Challenges to implementing weight-loss interventions
Some of the challenges with primary care office-based weight-loss interventions that Baron discussed in his editorial were analyzed in a separate study by van der Meer et al, published in the same issue.
In this study, researchers from the Netherlands compared body weight, waist circumference, fasting glucose and blood lipid levels among 457 patients from 11 general practices who had BMIs between 24 and 40. All patients had hypertension, dyslipidemia or both, and were randomly assigned to receive either lifestyle counseling from an NP or usual care from GP.
“After one year, 80% of the participants in the NP group indeed achieved weight maintenance vs. 64% in the GP usual care group,” the researchers wrote. “However, after three years, differences between both groups had disappeared: with 60% success in weight maintenance of the participants in both groups (mean weight change -1.2% in the NP group vs. -0.6% in the GP group (P=0.37).”
Fasting glucose levels were the only marker that improved among patients in the NP group compared to those in the GP group (-0.02 mmol/L vs. 0.10 mmol/L; P=.02), but the changes were not statistically significant when compared to baseline levels.
But when the researchers compared average weight gain in the overall Dutch population from 1981 to 2004 (BMI increased 0.05 per year) with the study population, intervention with either an NP (BMI decreased -0.4) or GP (BMI decreased -0.2) successfully prevented further weight gain.
“These results are consistent with recent reviews showing mixed evidence for effectiveness of weight-loss interventions in primary care settings,” Debra Haire-Joshu, PhD, and Samuel Klein, MD, both of the Washington University School of Medicine in St.

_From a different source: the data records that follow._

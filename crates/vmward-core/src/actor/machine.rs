//! `MachineActor`: Per-machine workflow dispatch
//!
//! One actor per machine id. The mailbox serializes workflows for the same
//! machine; every workflow additionally runs under the machine lock so it
//! excludes idle-triggered stops, and always starts from a fresh copy of the
//! machine record.

use std::future::Future;
use std::sync::Arc;

use chrono::{DateTime, Utc};
use kameo::actor::{ActorRef, WeakActorRef};
use kameo::error::ActorStopReason;
use kameo::message::{Context, Message};
use kameo::prelude::*;
use tokio::sync::broadcast;
use tracing::{error, info};

use vmward_api::{Artifact, ProgressEvent};

use crate::error::CoreError;
use crate::lock::run_exclusive;
use crate::machine::Machine;
use crate::message::{
    DestroyMachine, GetStatus, MachineStatus, ReinitMachine, RestartMachine, StartMachine,
    StopMachine,
};
use crate::provider::Provider;

/// Arguments for spawning a `MachineActor`
pub struct MachineActorArgs {
    pub machine_id: String,
    pub provider: Arc<Provider>,
    /// Progress events of every workflow go here
    pub event_tx: broadcast::Sender<ProgressEvent>,
}

/// Per-machine actor running lifecycle workflows one at a time
pub struct MachineActor {
    machine_id: String,
    provider: Arc<Provider>,
    event_tx: broadcast::Sender<ProgressEvent>,
    last_operation: Option<&'static str>,
    last_error: Option<String>,
    operations: u64,
    last_finished: Option<DateTime<Utc>>,
}

impl MachineActor {
    #[must_use]
    pub fn machine_id(&self) -> &str {
        &self.machine_id
    }

    /// Run `workflow` on a fresh copy of the machine while holding its lock
    ///
    /// The workflow runs on its own task, so a panic inside it fails only
    /// this call and the lock is still released.
    async fn run_locked<T, F, Fut>(
        &mut self,
        operation: &'static str,
        workflow: F,
    ) -> Result<T, CoreError>
    where
        T: Send + 'static,
        F: FnOnce(Machine) -> Fut + Send + 'static,
        Fut: Future<Output = Result<T, CoreError>> + Send + 'static,
    {
        let store = self.provider.store().clone();
        let machine_id = self.machine_id.clone();
        let event_tx = self.event_tx.clone();
        let task = async move {
            match store.get(&machine_id).await {
                Ok(mut machine) => {
                    machine.events = Arc::new(event_tx);
                    workflow(machine).await
                }
                Err(e) => Err(e.into()),
            }
        };

        let result = run_exclusive(self.provider.locker().as_ref(), &self.machine_id, task).await;

        self.last_operation = Some(operation);
        self.operations += 1;
        self.last_finished = Some(Utc::now());
        match &result {
            Ok(_) => {
                self.last_error = None;
                info!(machine = %self.machine_id, operation, "workflow finished");
            }
            Err(e) => {
                self.last_error = Some(e.to_string());
                error!(machine = %self.machine_id, operation, error = %e, "workflow failed");
            }
        }

        result
    }
}

impl Actor for MachineActor {
    type Args = MachineActorArgs;
    type Error = CoreError;

    async fn on_start(args: Self::Args, actor_ref: ActorRef<Self>) -> Result<Self, Self::Error> {
        info!(machine = %args.machine_id, id = %actor_ref.id(), "MachineActor starting");

        Ok(Self {
            machine_id: args.machine_id,
            provider: args.provider,
            event_tx: args.event_tx,
            last_operation: None,
            last_error: None,
            operations: 0,
            last_finished: None,
        })
    }

    async fn on_stop(
        &mut self,
        _actor_ref: WeakActorRef<Self>,
        reason: ActorStopReason,
    ) -> Result<(), Self::Error> {
        info!(
            machine = %self.machine_id,
            reason = ?reason,
            "MachineActor stopping"
        );
        Ok(())
    }
}

impl Message<StartMachine> for MachineActor {
    type Reply = Result<Artifact, CoreError>;

    async fn handle(
        &mut self,
        _msg: StartMachine,
        _ctx: &mut Context<Self, Self::Reply>,
    ) -> Self::Reply {
        let provider = self.provider.clone();
        self.run_locked("start", move |machine| async move { provider.start(&machine).await })
            .await
    }
}

impl Message<StopMachine> for MachineActor {
    type Reply = Result<(), CoreError>;

    async fn handle(
        &mut self,
        _msg: StopMachine,
        _ctx: &mut Context<Self, Self::Reply>,
    ) -> Self::Reply {
        let provider = self.provider.clone();
        self.run_locked("stop", move |machine| async move { provider.stop(&machine).await })
            .await
    }
}

impl Message<RestartMachine> for MachineActor {
    type Reply = Result<(), CoreError>;

    async fn handle(
        &mut self,
        _msg: RestartMachine,
        _ctx: &mut Context<Self, Self::Reply>,
    ) -> Self::Reply {
        let provider = self.provider.clone();
        self.run_locked("restart", move |machine| async move { provider.restart(&machine).await })
            .await
    }
}

impl Message<DestroyMachine> for MachineActor {
    type Reply = Result<(), CoreError>;

    async fn handle(
        &mut self,
        _msg: DestroyMachine,
        _ctx: &mut Context<Self, Self::Reply>,
    ) -> Self::Reply {
        let provider = self.provider.clone();
        self.run_locked("destroy", move |machine| async move { provider.destroy(&machine).await })
            .await
    }
}

impl Message<ReinitMachine> for MachineActor {
    type Reply = Result<Artifact, CoreError>;

    async fn handle(
        &mut self,
        _msg: ReinitMachine,
        _ctx: &mut Context<Self, Self::Reply>,
    ) -> Self::Reply {
        let provider = self.provider.clone();
        self.run_locked("reinit", move |mut machine| async move {
            provider.reinit(&mut machine).await
        })
        .await
    }
}

impl Message<GetStatus> for MachineActor {
    type Reply = MachineStatus;

    async fn handle(
        &mut self,
        _msg: GetStatus,
        _ctx: &mut Context<Self, Self::Reply>,
    ) -> Self::Reply {
        MachineStatus {
            machine_id: self.machine_id.clone(),
            last_operation: self.last_operation,
            last_error: self.last_error.clone(),
            operations: self.operations,
            last_finished: self.last_finished,
        }
    }
}
//! Error types for vmward-dns

use thiserror::Error;

/// Errors that can occur during DNS and alias store operations
#[derive(Error, Debug, Clone, PartialEq, Eq)]
pub enum DnsError {
    /// Domain is malformed or not owned by the given user
    #[error("invalid domain {domain}: {reason}")]
    InvalidDomain {
        /// Offending domain
        domain: String,
        /// Why it was rejected
        reason: String,
    },

    /// No record exists for the domain
    #[error("no record for domain {0}")]
    RecordNotFound(String),

    /// The record points at a different address
    #[error("record for {domain} points to {actual}, not {expected}")]
    AddressMismatch {
        /// Domain name
        domain: String,
        /// Address the caller expected
        expected: String,
        /// Address the record holds
        actual: String,
    },

    /// The DNS provider rejected or failed the request
    #[error("DNS provider error: {0}")]
    ProviderError(String),

    /// The alias store failed
    #[error("domain storage error: {0}")]
    StorageError(String),
}

impl DnsError {
    /// Check if the error only means there was nothing to delete
    #[must_use]
    pub fn is_missing(&self) -> bool {
        matches!(self, DnsError::RecordNotFound(_))
    }
}
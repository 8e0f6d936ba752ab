//! In-process per-machine lock

use std::collections::HashMap;
use std::future::Future;
use std::sync::Arc;

use async_trait::async_trait;
use parking_lot::Mutex;
use tokio::sync::OwnedMutexGuard;
use tracing::error;

use crate::error::CoreError;
use crate::traits::MachineLocker;

/// Run `task` on its own task while `machine_id` is locked
///
/// The lock is released on every path. A panic in `task` comes back as
/// `ActorError` instead of leaving the machine locked.
///
/// # Errors
/// Whatever `task` returns, or `ActorError` if it panicked
pub async fn run_exclusive<T, Fut>(
    locker: &dyn MachineLocker,
    machine_id: &str,
    task: Fut,
) -> Result<T, CoreError>
where
    T: Send + 'static,
    Fut: Future<Output = Result<T, CoreError>> + Send + 'static,
{
    locker.lock(machine_id).await;

    let result = match tokio::spawn(task).await {
        Ok(result) => result,
        Err(e) => {
            error!(machine = %machine_id, error = %e, "locked task aborted");
            Err(CoreError::ActorError(e.to_string()))
        }
    };

    locker.unlock(machine_id).await;
    result
}

/// Keyed lock; a held guard lives in the locker until `unlock`
#[derive(Default)]
pub struct KeyedLocker {
    locks: Mutex<HashMap<String, Arc<tokio::sync::Mutex<()>>>>,
    held: Mutex<HashMap<String, OwnedMutexGuard<()>>>,
}

impl KeyedLocker {
    #[must_use]
    pub fn new() -> Self {
        Self::default()
    }

    #[must_use]
    pub fn is_locked(&self, machine_id: &str) -> bool {
        self.held.lock().contains_key(machine_id)
    }
}

#[async_trait]
impl MachineLocker for KeyedLocker {
    async fn lock(&self, machine_id: &str) {
        let mutex = self
            .locks
            .lock()
            .entry(machine_id.to_string())
            .or_default()
            .clone();

        let guard = mutex.lock_owned().await;
        self.held.lock().insert(machine_id.to_string(), guard);
    }

    async fn unlock(&self, machine_id: &str) {
        let guard = self.held.lock().remove(machine_id);
        drop(guard);

        let mut locks = self.locks.lock();
        if locks
            .get(machine_id)
            .is_some_and(|m| Arc::strong_count(m) == 1)
        {
            locks.remove(machine_id);
        }
    }
}
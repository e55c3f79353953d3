//! NCR category to ShopKeep category/department classification.
//!
//! NCR only has a category, truncated to ten characters. ShopKeep has both a
//! category and a department. The mapping is a fixed, hand-curated table for
//! the inventory being moved.
//!
//! Rules are evaluated in order and every rule is checked. A matching rule
//! sets the department and, if it has a rename for the label, the category.
//! When a label appears in more than one rule the last match wins.

use std::collections::BTreeMap;

use pos_model::{Classification, Department};

/// One classification rule: a set of NCR labels sharing a department.
#[derive(Debug, Clone, Copy, PartialEq, Eq)]
pub struct CategoryRule {
    /// Short name used in diagnostics.
    pub name: &'static str,
    /// Exact NCR labels this rule matches.
    pub labels: &'static [&'static str],
    /// Department assigned on match.
    pub department: Department,
    /// `(NCR label, ShopKeep category)` expansions of truncated labels.
    pub renames: &'static [(&'static str, &'static str)],
}

impl CategoryRule {
    /// Returns true if `label` is one of this rule's labels (exact match).
    pub fn matches(&self, label: &str) -> bool {
        self.labels.iter().any(|candidate| *candidate == label)
    }

    /// Returns the ShopKeep category for `label` if this rule renames it.
    pub fn rename(&self, label: &str) -> Option<&'static str> {
        self.renames
            .iter()
            .find(|(from, _)| *from == label)
            .map(|(_, to)| *to)
    }
}

const fn single(
    name: &'static str,
    labels: &'static [&'static str],
    department: Department,
) -> CategoryRule {
    CategoryRule {
        name,
        labels,
        department,
        renames: &[],
    }
}

static BUILTIN_RULES: &[CategoryRule] = &[
    CategoryRule {
        name: "wine",
        labels: &[
            "Argentina",
            "Australia",
            "California",
            "Chile",
            "France",
            "Germany",
            "Glogg",
            "Mexico",
            "Italy",
            "New York",
            "NewZealand",
            "Oregon",
            "Portugal",
            "South Afri",
            "Spain",
            "Texas",
            "Washington",
            "Mead",
            "Marsala",
            "Sherry",
        ],
        department: Department::Wine,
        renames: &[("NewZealand", "New Zealand"), ("South Afri", "South Africa")],
    },
    CategoryRule {
        name: "liquor",
        labels: &[
            "Am Whiskey",
            "Bourbon",
            "Brandy",
            "CAN Whisky",
            "Cognac",
            "Everclear",
            "Gin",
            "IrishCream",
            "IrishWhisk",
            "JapanWhisk",
            "Liqueur",
            "Mezcal",
            "Moonshine",
            "Pisco",
            "Rum",
            "Rye",
            "Schnapps",
            "Scotch",
            "Sotol",
            "Tequila",
            "Vodka",
            "Vermouth",
            "Apertif",
        ],
        department: Department::Liquor,
        renames: &[
            ("Am Whiskey", "American Whiskey"),
            ("CAN Whisky", "Canadian Whiskey"),
            ("IrishCream", "Irish Cream"),
            ("IrishWhisk", "Irish Whiskey"),
            ("JapanWhisk", "Japanese Whiskey"),
        ],
    },
    single("sake", &["Sake"], Department::Sake),
    single("beer", &["Beer"], Department::Beer),
    single("cider", &["Cider"], Department::Cider),
    single("bubbles", &["Bubbles"], Department::Bubbles),
    CategoryRule {
        name: "hard seltzer",
        labels: &["HardSeltzr"],
        department: Department::HardSeltzer,
        renames: &[("HardSeltzr", "Hard Seltzer")],
    },
    single("rtd", &["RTD"], Department::Rtd),
    single("bar accessories", &["Bar Stuff"], Department::BarAccessories),
    single("kombucha", &["Kombucha"], Department::HardKombucha),
    single("tobacco", &["Cigar", "Cigarettes"], Department::Tobacco),
    single(
        "non-alcoholic",
        &["Nonalcohol", "Mixer"],
        Department::NonAlcoholicBeverages,
    ),
    single(
        "grocery",
        &["Gift Bag", "Grocery", "J/SpiceOil", "Lighter"],
        Department::Grocery,
    ),
];

/// An ordered list of classification rules.
#[derive(Debug, Clone, Copy)]
pub struct CategoryTable {
    rules: &'static [CategoryRule],
}

impl CategoryTable {
    /// Builds a table from rules in priority order.
    pub const fn new(rules: &'static [CategoryRule]) -> Self {
        Self { rules }
    }

    /// The built-in table for the NCR inventory.
    pub const fn builtin() -> Self {
        Self::new(BUILTIN_RULES)
    }

    pub fn rules(&self) -> &'static [CategoryRule] {
        self.rules
    }

    /// Classifies an NCR category label.
    ///
    /// Matching is exact: no trimming or case folding. A label no rule
    /// recognises keeps its text and gets no department.
    pub fn classify(&self, label: &str) -> Classification {
        let mut classification = Classification::unmatched(label);
        for rule in self.rules.iter().filter(|rule| rule.matches(label)) {
            classification.department = Some(rule.department);
            if let Some(category) = rule.rename(label) {
                classification.category = category.to_string();
            }
        }
        if classification.department.is_none() {
            tracing::debug!(label, "no category rule matched");
        }
        classification
    }

    /// Labels listed by more than one rule, with the names of those rules.
    ///
    /// Such labels resolve to the last matching rule.
    pub fn overlapping_labels(&self) -> BTreeMap<&'static str, Vec<&'static str>> {
        let mut owners: BTreeMap<&'static str, Vec<&'static str>> = BTreeMap::new();
        for rule in self.rules {
            for &label in rule.labels {
                owners.entry(label).or_default().push(rule.name);
            }
        }
        owners.retain(|_, rules| rules.len() > 1);
        owners
    }
}

impl Default for CategoryTable {
    fn default() -> Self {
        Self::builtin()
    }
}

/// Classifies `label` against the built-in table.
pub fn classify_category(label: &str) -> Classification {
    CategoryTable::builtin().classify(label)
}
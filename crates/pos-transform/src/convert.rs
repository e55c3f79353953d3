//! NCR row to ShopKeep row conversion.

use pos_model::{NcrRow, ShopkeepRow};

use crate::barcode::normalize_barcode;
use crate::classify::CategoryTable;

/// Converts one NCR export row into a ShopKeep import row.
///
/// | ShopKeep     | NCR                         |
/// |--------------|-----------------------------|
/// | `Name`       | `Item Name`                 |
/// | `UPC`        | `Barcode`, normalized       |
/// | `Supplier`   | `Vendor`                    |
/// | `Cost`       | `Unit Cost`                 |
/// | `Price`      | `Unit Price`                |
/// | `Quantity`   | `Qty On Hand (Units)`       |
/// | `Category`   | `Category`, classified      |
/// | `Department` | derived from `Category`     |
pub fn convert_row(row: &NcrRow, table: &CategoryTable) -> ShopkeepRow {
    let classification = table.classify(&row.category);
    let upc = normalize_barcode(&row.barcode);
    tracing::trace!(
        barcode = %row.barcode,
        upc = %upc,
        label = %row.category,
        category = %classification.category,
        department = classification.department_label(),
        "converted row"
    );
    ShopkeepRow {
        name: row.item_name.clone(),
        department: classification.department_label().to_string(),
        category: classification.category,
        upc,
        price: row.unit_price.clone(),
        cost: row.unit_cost.clone(),
        quantity: row.qty_on_hand.clone(),
        supplier: row.vendor.clone(),
    }
}
//! NCR inventory export ingestion.
//!
//! This crate finds NCR inventory snapshot CSV files in a directory and
//! decodes their rows into [`NcrRow`](pos_model::NcrRow) records.
//!
//! # Example
//!
//! ```ignore
//! use std::path::Path;
//! use pos_ingest::{list_csv_files, open_ncr_csv};
//!
//! for path in list_csv_files(Path::new("exports"))? {
//!     let mut reader = open_ncr_csv(&path)?;
//!     for row in reader.rows() {
//!         let row = row?;
//!         println!("{} ({})", row.item_name, row.category);
//!     }
//! }
//! ```

mod csv_table;
mod discovery;
mod error;

// === Error Types ===
pub use error::{IngestError, Result};

// === CSV Reading ===
pub use csv_table::{NcrHeaders, NcrReader, open_ncr_csv};

// === File Discovery ===
pub use discovery::list_csv_files;
//! CSV reading utilities.

mod header;
mod reader;

pub use header::NcrHeaders;
pub use reader::{NcrReader, open_ncr_csv};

Louis, Missouri, wrote in an accompanying editorial.
Haire-Joshu and Klein pointed out that systemic reorganization within the primary care office is necessary to encourage “comprehensive obesity screening and management” and that this type of change may be hindered by financial constraints, resistance to change among office workers and lack of reimbursement for these types of services. Other barriers to successful intervention include poor patient motivation and lack of time, training or financial incentives for primary care providers.
“Weight-loss interventions in primary care settings will be more effective if coordinated care is reimbursed and more sustainable if supported by complementary actions of multiple settings, such as worksite or community,” they wrote.